World shares hit new record highs, dollar gains buoyed by Fed rate cut

By Chibuike Oguh and Marc Jones

NEW YORK/LONDON (Reuters) – World equity markets rose to a fresh new peak on Thursday while the U.S. dollar gained against major peers, buoyed by the Federal Reserve’s interest rate cut, while the pound dipped slightly after the Bank of England kept rates unchanged.

On Wall Street, all three indexes were trading higher with the Nasdaq gaining more than 1%. Intel jumped more than 25% after Nvidia said it would invest $5 billion in the struggling U.S. chipmaker. Nvidia’s shares were up 2.6% on the session.

The Dow Jones Industrial Average rose 0.33% to 46,170.33, the S&P 500 rose 0.68% to 6,644.94 and the Nasdaq Composite rose 1.15% to 22,517.77. 

The pan-European STOXX 600 index rose 0.79%. MSCI’s gauge of stocks across the globe rose 0.39% to 980.12, topping the previous session’s record.

“Today’s market action is pretty interesting,” Sandy Villere, portfolio manager at Villere & Co in New Orleans.

“The Nasdaq is up more than the Russell 2000. I would’ve thought the Russell 2000 would start to act really well in the face of what looks like two more cuts in 2025. Small caps tend to do quite well in falling interest rates, but I think with the investment of Nvidia into Intel kind of has the NASDAQ maybe up just from that fundamental standpoint.”

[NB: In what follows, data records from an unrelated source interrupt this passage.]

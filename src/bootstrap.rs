//! The bootstrap sequence: initialize the windowing library, query its
//! required instance extensions, create a Vulkan instance once and release
//! it again.

use std::io::Write;

use crate::error::BootstrapError;
use crate::instance::{InstanceApi, InstanceConfig, OwnedInstance};
use crate::platform::WindowingSystem;

pub const INIT_FAILED_MESSAGE: &str = "Windowing library initialization error";
pub const EXTENSIONS_UNAVAILABLE_MESSAGE: &str =
    "Windowing library provides no Vulkan instance extensions";
pub const CREATE_FAILED_MESSAGE: &str = "Unable to create Vulkan instance";
pub const INSTANCE_CREATED_MESSAGE: &str = "Vulkan instance created";

/// Runs the sequence once, reporting the outcome on `out` or `err`.
///
/// Exactly one line is written per run: initialization and extension query
/// failures go to `err`, creation failure and success to `out`. Causes are
/// only logged at debug level. The instance is destroyed before
/// returning if and only if it was created.
pub fn run<P, A>(
    platform: &mut P,
    api: &A,
    config: &InstanceConfig,
    out: &mut impl Write,
    err: &mut impl Write,
) -> Result<(), BootstrapError>
where
    P: WindowingSystem,
    A: InstanceApi,
{
    if let Err(e) = platform.initialize() {
        log::debug!("{INIT_FAILED_MESSAGE}: {e}");
        report(err, INIT_FAILED_MESSAGE);
        return Err(BootstrapError::Initialization(e));
    }
    log::info!("Windowing library initialized");

    let extensions = match platform.required_instance_extensions() {
        Ok(extensions) if extensions.is_empty() => {
            log::debug!("{EXTENSIONS_UNAVAILABLE_MESSAGE}: empty list");
            report(err, EXTENSIONS_UNAVAILABLE_MESSAGE);
            return Err(BootstrapError::NoExtensions);
        }
        Ok(extensions) => extensions,
        Err(e) => {
            log::debug!("{EXTENSIONS_UNAVAILABLE_MESSAGE}: {e}");
            report(err, EXTENSIONS_UNAVAILABLE_MESSAGE);
            return Err(BootstrapError::ExtensionQuery(e));
        }
    };
    log::info!("{} required instance extensions", extensions.len());
    for name in extensions.names() {
        log::debug!("  {}", name.to_string_lossy());
    }

    let app_info = config.application_info();
    let create_info = config.create_info(&extensions, app_info.as_ref());

    let instance = match OwnedInstance::create(api, &create_info) {
        Ok(instance) => instance,
        Err(e) => {
            log::debug!("{CREATE_FAILED_MESSAGE}: {e}");
            report(out, CREATE_FAILED_MESSAGE);
            return Err(BootstrapError::InstanceCreation(e));
        }
    };
    log::info!("{INSTANCE_CREATED_MESSAGE}");
    report(out, INSTANCE_CREATED_MESSAGE);

    drop(instance);
    Ok(())
}

/// Writes one user-facing line. A broken stream must not mask the outcome
/// being reported.
fn report(stream: &mut impl Write, message: &str) {
    if let Err(e) = writeln!(stream, "{message}") {
        log::debug!("failed to report {message:?}: {e}");
    }
}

The Fed cut rates by 25 basis points on Wednesday and its closely watched “dot plot” had pointed to two more rate cuts over its remaining two meetings this year, but only one additional reduction in 2026.

The yield on benchmark U.S. 10-year notes rose 4.2 basis points to 4.118%.

The BoE voted 7-2 to keep rates unchanged at 4% while slowing the annual pace at which the BoE sells gilts it purchased between 2009 and 2011 to 70 billion pounds from the current 100 billion pounds, in line with economist forecasts.

The dollar strengthened 0.47% to 0.792 against the Swiss franc and was up 0.66% to 147.94 against the Japanese yen.

The euro down 0.27% at $1.178 while the sterling weakened 0.57% to $1.3548.

Norway’s central bank cut its policy interest rate by 25 basis points to 4.0%, as widely expected, and said it aims to cut again in the next 12 months but not by as much as previously planned. The Norwegian krone remained near a three-year high.

Germany’s parliament approved the nation’s first annual budget since sweeping reforms to loosen fiscal rules were passed earlier this year. In France, hundreds of thousands took part in anti-austerity protests, unions said, urging President Emmanuel Macron and his new Prime Minister Sebastien Lecornu to acknowledge their anger and scrap looming budget cuts.

The yield on the benchmark German 10-year Bunds, the benchmark for the euro zone bloc, rose 4.1 basis points to 2.718%.

Oil prices fell. Brent crude futures dropped 0.68% to $67.49 a barrel, while U.S. West Texas Intermediate (WTI) crude fell 0.73% to $63.58.

Gold prices took a breather from record highs. Spot gold fell 0.55% to $3,639.52 an ounce.